Product Managers (PMs)

What is the evaluation dataset? PMs must define the specific questions users will ask to create an evaluation dataset, which is the cornerstone for designing and testing the system.

How should we partition the data logically? PMs must decide how to break down databases (e.g., separating Finance, HR, and Marketing) so that a router-based system can reduce the search space and improve accuracy.

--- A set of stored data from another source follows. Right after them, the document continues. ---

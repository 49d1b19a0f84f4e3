use std::io;

use eframe::egui;
use egui_plot::{HLine, Legend, Line, Plot, PlotPoints};
use tracing_subscriber::EnvFilter;

use accel_sim::vehicle::presets;
use accel_sim::{simulate, terminal_speed, Constants, SimConfig, SimError, Trace, VehicleParams};

fn main() -> eframe::Result {
    let filter = EnvFilter::try_from_default_env().unwrap_or_else(|_| EnvFilter::new("info"));
    tracing_subscriber::fmt().with_env_filter(filter).with_writer(io::stderr).init();

    let app = AccelViz::new(presets::reference());
    let options = eframe::NativeOptions {
        viewport: egui::ViewportBuilder::default().with_inner_size([1200.0, 700.0]),
        ..Default::default()
    };
    eframe::run_native("Acceleration Simulator", options, Box::new(|_| Ok(Box::new(app))))
}

struct AccelViz {
    params: VehicleParams,
    config: SimConfig,
    consts: Constants,
    result: Result<Trace, SimError>,
}

impl AccelViz {
    fn new(params: VehicleParams) -> Self {
        let config = SimConfig::default();
        let consts = Constants::default();
        let result = simulate(&params, &config, &consts);
        Self { params, config, consts, result }
    }

    /// Re-run the simulation after a parameter changed.
    fn rerun(&mut self) {
        self.result = simulate(&self.params, &self.config, &self.consts);
    }
}

impl eframe::App for AccelViz {
    fn update(&mut self, ctx: &egui::Context, _frame: &mut eframe::Frame) {
        let mut changed = false;

        egui::SidePanel::left("params").min_width(260.0).show(ctx, |ui| {
            ui.heading("Vehicle");
            changed |= ui
                .add(egui::Slider::new(&mut self.params.power_kw, 1.0..=1000.0).text("Power (kW)"))
                .changed();
            changed |= ui
                .add(egui::Slider::new(&mut self.params.cda_m2, 0.05..=2.0).text("CdA (m^2)"))
                .changed();
            changed |= ui
                .add(egui::Slider::new(&mut self.params.mass_kg, 50.0..=3000.0).text("Mass (kg)"))
                .changed();

            ui.separator();
            ui.heading("Run");
            changed |= ui
                .add(egui::Slider::new(&mut self.config.horizon_s, 1.0..=120.0).text("Horizon (s)"))
                .changed();
            changed |= ui
                .add(egui::Slider::new(&mut self.config.initial.vel, 0.5..=50.0).text("Start speed (m/s)"))
                .changed();

            ui.separator();
            ui.label(format!(
                "Top speed: {:.2} km/h",
                terminal_speed(&self.params, &self.consts)
            ));
            match &self.result {
                Ok(trace) => {
                    let v_end = trace.last().map_or(0.0, |s| s.state.vel);
                    ui.label(format!("Final speed: {:.1} km/h", self.consts.to_display(v_end)));
                    ui.label(format!("Solver samples: {}", trace.len()));
                }
                Err(e) => {
                    ui.colored_label(egui::Color32::RED, e.to_string());
                }
            }
        });

        if changed {
            self.rerun();
        }

        egui::CentralPanel::default().show(ctx, |ui| {
            let top = terminal_speed(&self.params, &self.consts);
            let points: Vec<[f64; 2]> = match &self.result {
                Ok(trace) => trace
                    .iter()
                    .map(|s| [s.time, self.consts.to_display(s.state.vel)])
                    .collect(),
                Err(_) => Vec::new(),
            };

            Plot::new("speed")
                .legend(Legend::default())
                .x_axis_label("Time (s)")
                .y_axis_label("Speed (km/h)")
                .show(ui, |plot_ui| {
                    plot_ui.line(Line::new("Speed", PlotPoints::from(points)));
                    plot_ui.hline(HLine::new("Calculated top speed", top));
                });
        });
    }
}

Who should have access to what information? PMs must define the Role-Based Access Control (RBAC) policies to prevent sensitive documents from being available to all users within a vector database.

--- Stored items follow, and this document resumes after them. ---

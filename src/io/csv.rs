use std::io::{self, Write};
use std::path::Path;

use crate::physics::Constants;
use crate::sim::Trace;

/// Write trace data to CSV format.
///
/// Columns: time_s, pos_m, vel_ms, vel_kmh
pub fn write_trace<W: Write>(writer: &mut W, trace: &Trace, consts: &Constants) -> io::Result<()> {
    writeln!(writer, "time_s,pos_m,vel_ms,vel_kmh")?;

    for s in trace {
        writeln!(
            writer,
            "{:.6},{:.4},{:.6},{:.4}",
            s.time,
            s.state.pos,
            s.state.vel,
            consts.to_display(s.state.vel),
        )?;
    }

    Ok(())
}

/// Write trace to a CSV file at the given path.
pub fn write_trace_file(path: &Path, trace: &Trace, consts: &Constants) -> io::Result<()> {
    let mut file = std::fs::File::create(path)?;
    write_trace(&mut file, trace, consts)
}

When should a human step in? PMs need to design Human-in-the-Loop workflows for high-stakes decisions, approvals, or when agents encounter decision conflicts.

Technical Architects and Engineers

Which orchestration pattern is most appropriate? Architects must choose between Centralised (best for control/governance), Decentralised (best for scale/fault tolerance), or Hierarchical architectures.

Which communication protocol will be used? The team must decide on standards like Google’s Agent-to-Agent (A2A) Protocol for interoperability or Anthropic’s Model Context Protocol (MCP) for data connections.

How will we manage memory at scale? Engineers must design a system that balances short-term memory (for immediate tasks) and long-term memory (for persistent context) without overwhelming the system's context window.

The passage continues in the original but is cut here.